L'industrie de la laine
Jusqu'à la révolution industrielle, l'activité textile couvre
largement tout le bassin du Tarn : Montauban et les campagnes
environnantes, le Rouergue avec des foyers comme Saint-Affrique,
Cornus, Séverac-le-Château, les vallées de l'Agout et du Thoré
ou bien le Gévaudan. Une enquête de 1708 sur la draperie présente
les productions spécialisées de chaque centre. On fabrique des
bayettes à Castres et Labruguière. Des cordelats a Mazamet, Aussillon,
Saint-Alby, Aigue-fonde, Pont-de-l'Arn, Boissezon, Cambounès,
Brassac, Dourgne, Massaguel. Des sargues à Vabre, Ferrières, Montredon
Castelnau-de-Brassac, Burlats, Anglès Espérausses, Lacaze, Gijounet,
Sauveterre, Sénégas, Labastide, Lacabarède, Saint Amans. Des draps
grossiers à Lacaune. L'enquête précise que la production de chaque
"centre" est dispersée dans de nombreux hameaux, dont l'isolement
rend la surveillance difficile. En revanche, les pièces fabriquées
sont facilement contrôlées, quand les marchands viennent les vendre
aux foires de Pézenas et Montagnac. Sous l'Ancien Régime, Montauban
fait figure de grande cité drapière. Née vraisemblablement au
XIVe siècle, la draperie a été largement développée au XVIIème
siècle grâce à l'initiative de quelques fabricants qui créent
le cadis de Montauban, une industrie drapière florissante tout
au long du siècle suivant. Les plus prestigieux des fabricants
sont alors les Vialettes d'Aignan qui ont obtenu, le 3 janvier
1746, le titre de manufacture royale pour leur établissement :
"Le Roy étant en son Conseil (...) a permis et permet auxdits
sieurs Jacques et Estienne Vialettes d'Aignan, leurs successeurs
et ayant cause, d'exposer à la tête et à la queue de chaque pièce
de cadis de leur fabrique un plomb portant d'un côté leurs noms
et de l'autre les armes du Roy, avec ces mots MANUFACTURE ROYALE
DE CADIS, comme aussi de mettre sur la principale porte de leur
manufacture un tableau aux armes du Roy et d'y établir un portier
à la livrée de Sa Majesté". En 1780, Richeprey compte à Montauban
une soixantaine de fabricants, faisant travailler 8000 personnes,
la moitié en ville, la moitié à la campagne. Les métiers du textile
sont très divers et, dans leur labeur, plusieurs opérations nécessitent
de grandes quantités d'eau.

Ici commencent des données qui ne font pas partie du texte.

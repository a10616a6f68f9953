//! Device-backed job and batch implementations.
//!
//! [`RemoteJob`] and [`RemoteBatch`] implement the job traits directly on
//! top of the [`Device`] contract: results are fetched as raw payloads and
//! converted with [`ResultData::from_payload`].

use std::sync::Arc;

use async_trait::async_trait;
use serde_json::{Map, Value};
use tracing::{debug, info, instrument, warn};

use crate::batch::{BatchConfig, BatchCore, BatchQuantumJob};
use crate::device::{Device, SubmitProgram};
use crate::error::{HalError, HalResult};
use crate::job::{JobCore, JobId, QuantumJob, observed};
use crate::postprocess::{CountsData, normalize_batch_bit_lengths};
use crate::poll::PollConfig;
use crate::result::ExecutionResult;
use crate::result_data::{ExperimentType, GateModelResultData, ResultData};
use crate::status::JobStatus;

/// A job executing on a [`Device`].
#[derive(Debug, Clone)]
pub struct RemoteJob {
    core: JobCore,
    experiment_type: ExperimentType,
    poll: PollConfig,
}

impl RemoteJob {
    /// Wrap an existing job id.
    pub fn new(
        id: impl Into<JobId>,
        device: Option<Arc<dyn Device>>,
        experiment_type: ExperimentType,
    ) -> Self {
        Self {
            core: JobCore::new(id, device),
            experiment_type,
            poll: PollConfig::default(),
        }
    }

    /// Submit `program` to `device` and track the resulting job.
    pub async fn submit<C, D>(
        device: Arc<D>,
        program: &C,
        shots: u32,
        experiment_type: ExperimentType,
    ) -> HalResult<Self>
    where
        C: Sync,
        D: SubmitProgram<C> + 'static,
    {
        let id = device.submit(program, shots).await.map_err(|e| {
            warn!(device = device.id(), "job submission failed: {e}");
            e
        })?;
        info!(job_id = %id, device = device.id(), shots, "job submitted");
        let device: Arc<dyn Device> = device;
        Ok(Self::new(id, Some(device), experiment_type))
    }

    /// Polling used when `result()` waits for a terminal state.
    pub fn with_poll_config(mut self, poll: PollConfig) -> Self {
        self.poll = poll;
        self
    }

    /// Experiment family used to decode the result payload.
    pub fn experiment_type(&self) -> ExperimentType {
        self.experiment_type
    }
}

fn payload_details(payload: &Value) -> Map<String, Value> {
    payload
        .get("details")
        .and_then(Value::as_object)
        .cloned()
        .unwrap_or_default()
}

#[async_trait]
impl QuantumJob for RemoteJob {
    fn core(&self) -> &JobCore {
        &self.core
    }

    fn core_mut(&mut self) -> &mut JobCore {
        &mut self.core
    }

    /// Waits for a terminal state, then decodes the device payload.
    #[instrument(skip(self))]
    async fn result(&mut self) -> HalResult<ExecutionResult> {
        let device = Arc::clone(self.core.require_device()?);
        self.wait_until_final(self.poll).await?;

        let info = self
            .core
            .cached_status()
            .cloned()
            .ok_or_else(|| HalError::JobState(format!("job {} has no status", self.id())))?;
        match info.status {
            JobStatus::Completed => {}
            JobStatus::Cancelled => return Err(HalError::JobCancelled),
            _ => return Err(HalError::JobFailed(info.message().to_string())),
        }

        let payload = device.get_raw_result(self.id()).await.map_err(|e| {
            warn!(job_id = %self.id(), "failed to fetch job result: {e}");
            e
        })?;
        let success = payload
            .get("success")
            .and_then(Value::as_bool)
            .unwrap_or(true);
        let details = payload_details(&payload);
        let data = ResultData::from_payload(self.experiment_type, payload)?;
        debug!(job_id = %self.id(), "job result decoded");

        Ok(ExecutionResult::new(device.id(), self.id().clone(), success, data).with_details(details))
    }

    /// Single best-effort request; local status is left to the next poll.
    ///
    /// A job that is not yet known to be terminal is polled once first, so
    /// the cancel endpoint is never contacted for a finished job.
    #[instrument(skip(self))]
    async fn cancel(&mut self) -> HalResult<()> {
        let device = Arc::clone(self.core.require_device()?);
        if self.is_terminal_state().await? {
            let status = self.core.cached_status().map(|info| info.status);
            return Err(HalError::JobState(format!(
                "cannot cancel job {} in terminal state {}",
                self.id(),
                status.unwrap_or(JobStatus::Unknown)
            )));
        }
        device.cancel_job(self.id()).await.map_err(|e| {
            warn!(job_id = %self.id(), "failed to cancel job: {e}");
            e
        })?;
        info!(job_id = %self.id(), "job cancellation requested");
        Ok(())
    }
}

/// A batch of [`RemoteJob`]s on one device.
#[derive(Debug)]
pub struct RemoteBatch {
    core: BatchCore<RemoteJob>,
    experiment_type: ExperimentType,
    poll: PollConfig,
}

impl RemoteBatch {
    /// Open a batch on `device`.
    pub async fn create(
        device: Arc<dyn Device>,
        config: BatchConfig,
        experiment_type: ExperimentType,
    ) -> HalResult<Self> {
        Ok(Self {
            core: BatchCore::create(device, config).await?,
            experiment_type,
            poll: PollConfig::default(),
        })
    }

    /// Polling handed to every fetched job.
    pub fn with_poll_config(mut self, poll: PollConfig) -> Self {
        self.poll = poll;
        self
    }
}

#[async_trait]
impl BatchQuantumJob for RemoteBatch {
    type Job = RemoteJob;
    type Aggregate = ExecutionResult;

    fn core(&self) -> &BatchCore<RemoteJob> {
        &self.core
    }

    fn core_mut(&mut self) -> &mut BatchCore<RemoteJob> {
        &mut self.core
    }

    #[instrument(skip(self))]
    async fn fetch_jobs(&mut self) -> HalResult<()> {
        let device = Arc::clone(self.core.device());
        let descriptors = device.get_batch_jobs(self.core.id()).await.map_err(|e| {
            warn!(batch_id = %self.core.id(), "failed to list batch jobs: {e}");
            HalError::batch(format!("failed to list jobs of batch {}", self.core.id()), e)
        })?;

        let jobs: Vec<RemoteJob> = descriptors
            .into_iter()
            .map(|desc| {
                let mut job =
                    RemoteJob::new(desc.job_id, Some(Arc::clone(&device)), self.experiment_type)
                        .with_poll_config(self.poll);
                if let Some(raw) = desc.status {
                    let status = JobStatus::from_vendor(&raw);
                    job.core.record_status(observed(status, &raw));
                }
                job
            })
            .collect();
        debug!(batch_id = %self.core.id(), jobs = jobs.len(), "batch jobs fetched");
        self.core.set_jobs(jobs);
        Ok(())
    }

    /// Merges every job's gate-model counts into one batch result.
    async fn aggregate(&mut self) -> HalResult<ExecutionResult> {
        let results = self.result().await?;

        let mut counts = Vec::with_capacity(results.len());
        for result in &results {
            let gate = result.data().as_gate_model().ok_or_else(|| {
                HalError::Unsupported(format!(
                    "cannot aggregate {} results of job {}",
                    result.experiment_type(),
                    result.job_id()
                ))
            })?;
            match gate.get_counts(false, false)? {
                CountsData::Single(d) => counts.push(d.clone()),
                CountsData::Batch(batch) => counts.extend(batch.iter().cloned()),
            }
        }

        let mut details = Map::new();
        details.insert(
            "job_ids".into(),
            results
                .iter()
                .map(|r| Value::String(r.job_id().0.clone()))
                .collect(),
        );
        let success = results.iter().all(ExecutionResult::success);
        let data = GateModelResultData::new()
            .with_counts(CountsData::Batch(normalize_batch_bit_lengths(&counts)));

        Ok(ExecutionResult::new(
            self.core.device().id(),
            JobId::new(self.core.id().0.clone()),
            success,
            data.into(),
        )
        .with_details(details))
    }
}
//! Minimal in-memory device driving jobs and batches.
//!
//! Every job advances one step (`QUEUED` → `RUNNING` → `COMPLETED`) each
//! time its status is queried, so polling is visible in the logs. Run with
//! `RUST_LOG=debug` to see every observation.

use std::collections::HashMap;
use std::sync::{Arc, Mutex};
use std::time::Duration;

use async_trait::async_trait;
use hal_jobs::{
    BatchConfig, BatchId, BatchQuantumJob, CountsData, Device, ExperimentType, HalError,
    HalResult, JobDescriptor, JobId, PollConfig, QuantumJob, RemoteBatch, RemoteJob,
    SubmitProgram, with_active_batch,
};
use serde_json::{Value, json};
use tracing::info;
use tracing_subscriber::EnvFilter;

const STAGES: [&str; 3] = ["QUEUED", "RUNNING", "COMPLETED"];

/// A simple circuit type for demonstration.
struct SimpleCircuit {
    num_qubits: u32,
    gates: Vec<String>,
}

struct MockJob {
    stage: usize,
    payload: Value,
}

#[derive(Default)]
struct MockBatch {
    active: bool,
    jobs: Vec<JobId>,
}

/// In-memory mock device.
#[derive(Default)]
struct MockDevice {
    jobs: Mutex<HashMap<String, MockJob>>,
    batches: Mutex<HashMap<String, MockBatch>>,
    next_id: Mutex<u64>,
}

impl MockDevice {
    fn next_id(&self, prefix: &str) -> String {
        let mut next = self.next_id.lock().unwrap();
        *next += 1;
        format!("{prefix}-{}", *next)
    }

    fn with_batch<T>(&self, id: &BatchId, f: impl FnOnce(&mut MockBatch) -> T) -> HalResult<T> {
        self.batches
            .lock()
            .unwrap()
            .get_mut(&id.0)
            .map(f)
            .ok_or_else(|| HalError::ResourceNotFound(format!("batch {id}")))
    }
}

#[async_trait]
impl Device for MockDevice {
    fn id(&self) -> &str {
        "mock-simulator"
    }

    async fn get_job_status(&self, job_id: &JobId) -> HalResult<String> {
        let mut jobs = self.jobs.lock().unwrap();
        let job = jobs
            .get_mut(&job_id.0)
            .ok_or_else(|| HalError::JobNotFound(job_id.0.clone()))?;
        let status = STAGES[job.stage];
        job.stage = (job.stage + 1).min(STAGES.len() - 1);
        Ok(status.to_string())
    }

    async fn get_raw_result(&self, job_id: &JobId) -> HalResult<Value> {
        self.jobs
            .lock()
            .unwrap()
            .get(&job_id.0)
            .map(|job| job.payload.clone())
            .ok_or_else(|| HalError::JobNotFound(job_id.0.clone()))
    }

    async fn cancel_job(&self, job_id: &JobId) -> HalResult<()> {
        if self.jobs.lock().unwrap().contains_key(&job_id.0) {
            Ok(())
        } else {
            Err(HalError::JobNotFound(job_id.0.clone()))
        }
    }

    async fn create_batch(&self, _max_timeout_secs: u64) -> HalResult<BatchId> {
        let id = self.next_id("batch");
        self.batches
            .lock()
            .unwrap()
            .insert(id.clone(), MockBatch::default());
        Ok(BatchId::new(id))
    }

    async fn activate_batch(&self, batch_id: &BatchId) -> HalResult<()> {
        self.with_batch(batch_id, |batch| batch.active = true)
    }

    async fn close_batch(&self, batch_id: &BatchId) -> HalResult<()> {
        self.with_batch(batch_id, |batch| batch.active = false)
    }

    async fn get_batch_status(&self, batch_id: &BatchId) -> HalResult<String> {
        let jobs = self.with_batch(batch_id, |batch| batch.jobs.clone())?;
        // Batch polling drives its jobs forward as well
        let mut store = self.jobs.lock().unwrap();
        let mut all_done = true;
        for id in &jobs {
            if let Some(job) = store.get_mut(&id.0) {
                job.stage = (job.stage + 1).min(STAGES.len() - 1);
                all_done &= job.stage == STAGES.len() - 1;
            }
        }
        drop(store);
        Ok(if all_done { "COMPLETED" } else { "RUNNING" }.to_string())
    }

    async fn get_batch_jobs(&self, batch_id: &BatchId) -> HalResult<Vec<JobDescriptor>> {
        let jobs = self.with_batch(batch_id, |batch| batch.jobs.clone())?;
        let store = self.jobs.lock().unwrap();
        Ok(jobs
            .into_iter()
            .map(|id| {
                let stage = store.get(&id.0).map_or(0, |job| job.stage);
                JobDescriptor::new(id).with_status(STAGES[stage])
            })
            .collect())
    }

    async fn cancel_batch(&self, batch_id: &BatchId) -> HalResult<()> {
        self.with_batch(batch_id, |_| ())
    }
}

#[async_trait]
impl SubmitProgram<SimpleCircuit> for MockDevice {
    async fn submit(&self, circuit: &SimpleCircuit, shots: u32) -> HalResult<JobId> {
        if shots == 0 {
            return Err(HalError::SubmissionFailed("shots must be positive".into()));
        }
        let id = JobId::new(self.next_id("mock"));

        // Simulate execution: half all-zeros, half all-ones
        let width = circuit.num_qubits as usize;
        let payload = json!({
            "measurementCounts": {
                "0".repeat(width): shots / 2,
                "1".repeat(width): shots - shots / 2,
            },
            "details": { "gates": circuit.gates.len() },
        });
        self.jobs
            .lock()
            .unwrap()
            .insert(id.0.clone(), MockJob { stage: 0, payload });

        let mut batches = self.batches.lock().unwrap();
        if let Some(batch) = batches.values_mut().find(|batch| batch.active) {
            batch.jobs.push(id.clone());
        }
        Ok(id)
    }
}

fn print_counts(label: &str, counts: &CountsData<u64>) {
    println!("{label}:");
    for (i, dist) in counts.distributions().iter().enumerate() {
        for (state, count) in dist {
            println!("  [{i}] {state}: {count}");
        }
    }
}

#[tokio::main]
async fn main() -> Result<(), Box<dyn std::error::Error>> {
    tracing_subscriber::fmt()
        .with_env_filter(EnvFilter::try_from_default_env().unwrap_or_else(|_| "info".into()))
        .init();

    let device = Arc::new(MockDevice::default());
    let poll = PollConfig::new()
        .with_timeout(Duration::from_secs(10))
        .with_poll_interval(Duration::from_millis(100));

    let bell = SimpleCircuit {
        num_qubits: 2,
        gates: vec!["h".into(), "cx".into()],
    };

    // Single job
    let mut job =
        RemoteJob::submit(Arc::clone(&device), &bell, 1000, ExperimentType::GateModel).await?;
    let result = job.async_result(poll).await?;
    let gate = result.data().as_gate_model().ok_or("expected gate-model data")?;
    print_counts("Bell counts", gate.get_counts(false, false)?);
    print_counts("Bell counts (decimal, zero-filled)", gate.get_counts(true, true)?);

    // Batch of three circuits of different width
    let dyn_device: Arc<dyn Device> = device.clone();
    let mut batch =
        RemoteBatch::create(dyn_device, BatchConfig::default(), ExperimentType::GateModel)
            .await?
            .with_poll_config(poll);
    let merged = with_active_batch(&mut batch, |b| {
        let device = Arc::clone(&device);
        Box::pin(async move {
            for width in 1..=3 {
                let circuit = SimpleCircuit {
                    num_qubits: width,
                    gates: vec!["x".into(); width as usize],
                };
                device.submit(&circuit, 100).await?;
            }
            b.fetch_jobs().await?;
            b.wait_until_final(poll).await?;
            b.aggregate().await
        })
    })
    .await?;

    info!(batch_id = %batch.id(), jobs = batch.jobs().len(), "batch finished");
    let gate = merged.data().as_gate_model().ok_or("expected gate-model data")?;
    if let Some(counts) = gate.raw_counts() {
        print_counts("Batch counts", counts);
    }

    Ok(())
}
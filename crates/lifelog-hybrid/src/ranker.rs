use futures::future::try_join_all;
use parking_lot::RwLock;
use serde::Serialize;
use std::collections::HashMap;
use std::sync::Arc;
use tracing::{debug, info, warn};

use lifelog_core::config::HybridConfig;
use lifelog_core::traits::VectorIndex;
use lifelog_core::types::{DocumentId, ScoredRef, SearchResult, StrategyKind, VectorDocument, VectorSearchOptions};
use lifelog_core::{Error, Result};

use crate::bm25::Bm25Index;
use crate::rrf::{fuse, RankedList};

#[derive(Debug, Clone, PartialEq)]
pub struct HybridSearchOptions {
    pub top_k: usize,
    /// Keyword share of the fusion weight; `None` uses the configured default.
    pub hybrid_weight: Option<f64>,
}

impl Default for HybridSearchOptions {
    fn default() -> Self {
        Self { top_k: 20, hybrid_weight: None }
    }
}

/// A fused hit with the per-list evidence behind it. Ranks are zero-based.
#[derive(Debug, Clone, PartialEq, Serialize)]
#[serde(rename_all = "camelCase")]
pub struct HybridResult {
    pub id: DocumentId,
    pub score: f64,
    pub keyword_score: Option<f64>,
    pub vector_score: Option<f64>,
    pub keyword_rank: Option<usize>,
    pub vector_rank: Option<usize>,
    pub content: Option<String>,
}

impl HybridResult {
    pub fn into_search_result(self) -> SearchResult {
        let mut result = SearchResult::new(self.id, self.score);
        if self.keyword_rank.is_some() {
            result.add_source(StrategyKind::Lexical);
        }
        if self.vector_rank.is_some() {
            result.add_source(StrategyKind::VectorSemantic);
        }
        result.metadata.keyword_score = self.keyword_score;
        result.metadata.vector_score = self.vector_score;
        result.metadata.keyword_rank = self.keyword_rank;
        result.metadata.vector_rank = self.vector_rank;
        result
    }
}

#[derive(Debug, Clone, Copy, Default, PartialEq, Eq, Serialize)]
pub struct HybridStats {
    pub documents: usize,
    pub vocabulary: usize,
}

pub struct HybridRanker {
    vector: Arc<dyn VectorIndex>,
    config: HybridConfig,
    index: RwLock<Arc<Bm25Index>>,
}

impl HybridRanker {
    pub fn new(vector: Arc<dyn VectorIndex>, config: HybridConfig) -> Self {
        Self { vector, config, index: RwLock::new(Arc::new(Bm25Index::new())) }
    }

    /// Builds the keyword index from every document the vector index holds,
    /// fetched `page_size` ids at a time.
    pub async fn initialize(&self) -> Result<HybridStats> {
        let ids = self.vector.list_document_ids().await.map_err(|e| Error::vector(&e))?;
        let pages = ids.chunks(self.config.page_size.max(1)).map(|page| self.vector.get_documents(page));
        let fetched = try_join_all(pages).await.map_err(|e| Error::vector(&e))?;

        let mut index = Bm25Index::new();
        for doc in fetched.into_iter().flatten() {
            index.insert(doc.id, doc.content);
        }
        *self.index.write() = Arc::new(index);
        let stats = self.stats();
        info!(documents = stats.documents, vocabulary = stats.vocabulary, "hybrid keyword index built");
        Ok(stats)
    }

    /// Re-reads `ids` from the vector index. Ids it no longer returns are
    /// dropped from the keyword index.
    pub async fn update_index(&self, ids: &[DocumentId]) -> Result<HybridStats> {
        if ids.is_empty() {
            return Ok(self.stats());
        }
        let docs: Vec<VectorDocument> = self.vector.get_documents(ids).await.map_err(|e| Error::vector(&e))?;
        let mut index = Bm25Index::clone(&self.current());
        for id in ids {
            index.remove(id);
        }
        for doc in docs {
            index.insert(doc.id, doc.content);
        }
        *self.index.write() = Arc::new(index);
        Ok(self.stats())
    }

    pub fn clear_index(&self) {
        *self.index.write() = Arc::new(Bm25Index::new());
    }

    pub fn stats(&self) -> HybridStats {
        let index = self.current();
        HybridStats { documents: index.len(), vocabulary: index.vocabulary() }
    }

    /// Runs BM25 and vector similarity concurrently and fuses the two ranked
    /// lists. A vector failure leaves the keyword list on its own.
    pub async fn search(&self, query: &str, opts: &HybridSearchOptions) -> Vec<HybridResult> {
        let weight = opts.hybrid_weight.unwrap_or(self.config.hybrid_weight).clamp(0.0, 1.0);
        let depth = opts.top_k.saturating_mul(2).max(1);
        let index = self.current();
        let vector_opts = VectorSearchOptions { top_k: depth, ..VectorSearchOptions::default() };

        let keyword = async { index.search(query, depth, &self.config) };
        let vector = async {
            match self.vector.search_by_text(query, &vector_opts).await {
                Ok(hits) => hits,
                Err(e) => {
                    warn!(error = %e, "vector search failed, using keyword results only");
                    Vec::new()
                }
            }
        };
        let (keyword_hits, vector_hits) = tokio::join!(keyword, vector);
        let fused = fuse_hits(&index, &keyword_hits, &vector_hits, weight, self.config.rrf_k, opts.top_k);
        debug!(query, keyword = keyword_hits.len(), vector = vector_hits.len(), fused = fused.len(), "hybrid search");
        fused
    }

    fn current(&self) -> Arc<Bm25Index> {
        Arc::clone(&self.index.read())
    }
}

fn fuse_hits(
    index: &Bm25Index,
    keyword: &[(DocumentId, f64)],
    vector: &[ScoredRef],
    weight: f64,
    k: f64,
    top_k: usize,
) -> Vec<HybridResult> {
    let keyword_ids: Vec<DocumentId> = keyword.iter().map(|(id, _)| id.clone()).collect();
    let keyword_pos: HashMap<&str, (usize, f64)> =
        keyword.iter().enumerate().map(|(rank, (id, score))| (id.as_str(), (rank, *score))).collect();
    // Repeated vector ids (several chunks of one document) keep their best rank.
    let mut vector_ids: Vec<DocumentId> = Vec::new();
    let mut vector_pos: HashMap<&str, (usize, &ScoredRef)> = HashMap::new();
    for hit in vector {
        if !vector_pos.contains_key(hit.id.as_str()) {
            vector_pos.insert(hit.id.as_str(), (vector_ids.len(), hit));
            vector_ids.push(hit.id.clone());
        }
    }

    let lists = [RankedList { ids: &keyword_ids, weight }, RankedList { ids: &vector_ids, weight: 1.0 - weight }];
    fuse(&lists, k)
        .into_iter()
        .take(top_k)
        .map(|(id, score)| {
            let kw = keyword_pos.get(id.as_str()).copied();
            let vec = vector_pos.get(id.as_str()).copied();
            let content = index
                .content(&id)
                .map(str::to_string)
                .or_else(|| vec.and_then(|(_, hit)| hit.content.clone()));
            HybridResult {
                keyword_score: kw.map(|(_, s)| s),
                keyword_rank: kw.map(|(r, _)| r),
                vector_score: vec.map(|(_, hit)| hit.score),
                vector_rank: vec.map(|(r, _)| r),
                content,
                score,
                id,
            }
        })
        .collect()
}
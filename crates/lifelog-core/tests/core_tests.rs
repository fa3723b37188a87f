use std::fs;

use chrono::NaiveDate;
use tempfile::TempDir;

use lifelog_core::store::JsonDirStore;
use lifelog_core::traits::DocumentStore;

const SINGLE: &str = r#"{"id":"morning","title":"Morning walk","content":"Walked to the bakery","createdAt":"2024-03-15T07:00:00Z"}"#;
const MANY: &str = r#"[
  {"id":"standup","title":"Standup","content":"Release planning","createdAt":"2024-03-15T09:00:00Z","headings":["Release"]},
  {"id":"dinner","title":"Dinner","content":"Pasta with Sam","createdAt":"2024-03-16T19:00:00Z"}
]"#;

#[tokio::test]
async fn json_dir_store_reads_single_and_array_files() {
    let tmp = TempDir::new().expect("tempdir");
    let nested = tmp.path().join("2024/03");
    fs::create_dir_all(&nested).expect("mkdir");
    fs::write(nested.join("a.json"), SINGLE).expect("write");
    fs::write(nested.join("b.json"), MANY).expect("write");
    fs::write(nested.join("notes.txt"), "ignored").expect("write");

    let store = JsonDirStore::open(tmp.path()).expect("open");
    let docs = store.load_all().await.expect("load all");
    assert_eq!(docs.len(), 3, "two files, three documents, txt ignored");

    let day = NaiveDate::from_ymd_opt(2024, 3, 15).expect("valid");
    let mut ids: Vec<String> = store.load_by_date_range(day, day).await.expect("range").into_iter().map(|(id, _)| id).collect();
    ids.sort();
    assert_eq!(ids, vec!["morning", "standup"]);

    let dinner = store.load("dinner", day.succ_opt().expect("valid")).await.expect("load");
    assert_eq!(dinner.map(|d| d.title), Some("Dinner".to_string()));
}

#[tokio::test]
async fn json_dir_store_skips_malformed_files() {
    let tmp = TempDir::new().expect("tempdir");
    fs::write(tmp.path().join("good.json"), SINGLE).expect("write");
    fs::write(tmp.path().join("bad.json"), "{ not json").expect("write");

    let store = JsonDirStore::open(tmp.path()).expect("open");
    let docs = store.load_all().await.expect("malformed files are skipped, not fatal");
    assert_eq!(docs.len(), 1);
}

#[test]
fn json_dir_store_rejects_missing_directory() {
    let tmp = TempDir::new().expect("tempdir");
    assert!(JsonDirStore::open(tmp.path().join("missing")).is_err());
}
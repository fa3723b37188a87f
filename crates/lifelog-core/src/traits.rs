//! Collaborator contracts the search core consumes but does not implement.

use async_trait::async_trait;
use chrono::NaiveDate;

use crate::types::{
    Document, DocumentId, ReasoningOptions, ReasoningOutcome, ScoredRef, VectorDocument, VectorIndexStats,
    VectorSearchOptions,
};

/// Durable, date-indexed storage of raw lifelogs. Read-only from the core.
#[async_trait]
pub trait DocumentStore: Send + Sync {
    async fn load_all(&self) -> anyhow::Result<Vec<Document>>;

    /// Ids and dates of every document recorded within `[start, end]`.
    async fn load_by_date_range(&self, start: NaiveDate, end: NaiveDate) -> anyhow::Result<Vec<(DocumentId, NaiveDate)>>;

    async fn load(&self, id: &str, date: NaiveDate) -> anyhow::Result<Option<Document>>;
}

/// Embedding-backed similarity search, treated as a black box.
#[async_trait]
pub trait VectorIndex: Send + Sync {
    async fn initialize(&self) -> anyhow::Result<()>;

    async fn search_by_text(&self, query: &str, opts: &VectorSearchOptions) -> anyhow::Result<Vec<ScoredRef>>;

    /// Insert or replace documents.
    async fn add_documents(&self, docs: &[Document]) -> anyhow::Result<()>;

    async fn get_documents(&self, ids: &[DocumentId]) -> anyhow::Result<Vec<VectorDocument>>;

    async fn list_document_ids(&self) -> anyhow::Result<Vec<DocumentId>>;

    async fn stats(&self) -> anyhow::Result<VectorIndexStats>;

    async fn close(&self) -> anyhow::Result<()>;
}

/// Optional analytical fallback for complex queries. Availability must be
/// probed before every use.
#[async_trait]
pub trait ReasoningEngine: Send + Sync {
    async fn is_available(&self) -> bool;

    async fn execute_complex_search(
        &self,
        query: &str,
        candidates: &[Document],
        opts: &ReasoningOptions,
    ) -> anyhow::Result<ReasoningOutcome>;
}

Il faut d'abord laver la laine, la
débarrasser du suint. Les tisserands sont très nombreux et une
fois leur travail achevé, il faut passer à l'atelier du foulon,
décrit ainsi par Constans-Tournier, dans un mémoire de l'an VI
: "Le foulage consiste donc, non seulement à dégraisser l'étoffe,
mais encore à lui donner la force et la consistance qu'elle doit
avoir; le foulage produit cet effet en débarrassant l'étoffe,
au moyen du savon et de la terre glaise, des parties huileuses
et graisseuses qu'on y a introduites pour en faciliter les diverses
manipulations. La laine, reprenant son essor, fait gonfler les
fils du tissu, et les maillets du foulon, frappant continuellement
sur l'étoffe tant que dure l'opération, font pénétrer le savon
dans l'intérieur et font en quelque sorte feutrer la laine qui
rentre pour ainsi dire en elle-même : aussi l'étoffe perd environ
le sixième de sa longueur et le tiers de sa largeur dans cette
opération importante. (...) Le foulage s'opère en deux fois dans
les fabriques de Montauban. ". La pièce d'étoffe jetée par le
foulonneur dans une auge circulaire remplie d'un mélange d'eau
et d'argile fine, est brassée en tous sens et frappée par des
maillets. Apprêtée de la sorte, elle peut être amenée dans l'atelier
du teinturier, avant d'être vendue. Plusieurs sortes de draps
sont alors fabriquées : - les "rosets" de Montauban sont utilisés
dans la confection des cottes hardies (cotardias), vêtements de
dessus sans manche. - les "burels" de couleur grise étaient obtenues
par le mélange de laines très solides. - la "serge" est aussi
tissée à Montauban. Les marchands vendent leurs draps lors du
marché hebdomadaire, ou bien à l'occasion des deux foires annuelles,
l'une pour la Saint Joseph, le 19 mars, et l'autre pour la Saint
Géraud, le 13 octobre. La plupart des exportations de draps vers
les Antilles françaises ou vers le Canada empruntent la voie d'eau
jusqu'à Bordeaux. Ce commerce décroît, lors de la perte du Canada,
en 1763 ; il disparaît complètement avec la Révolution.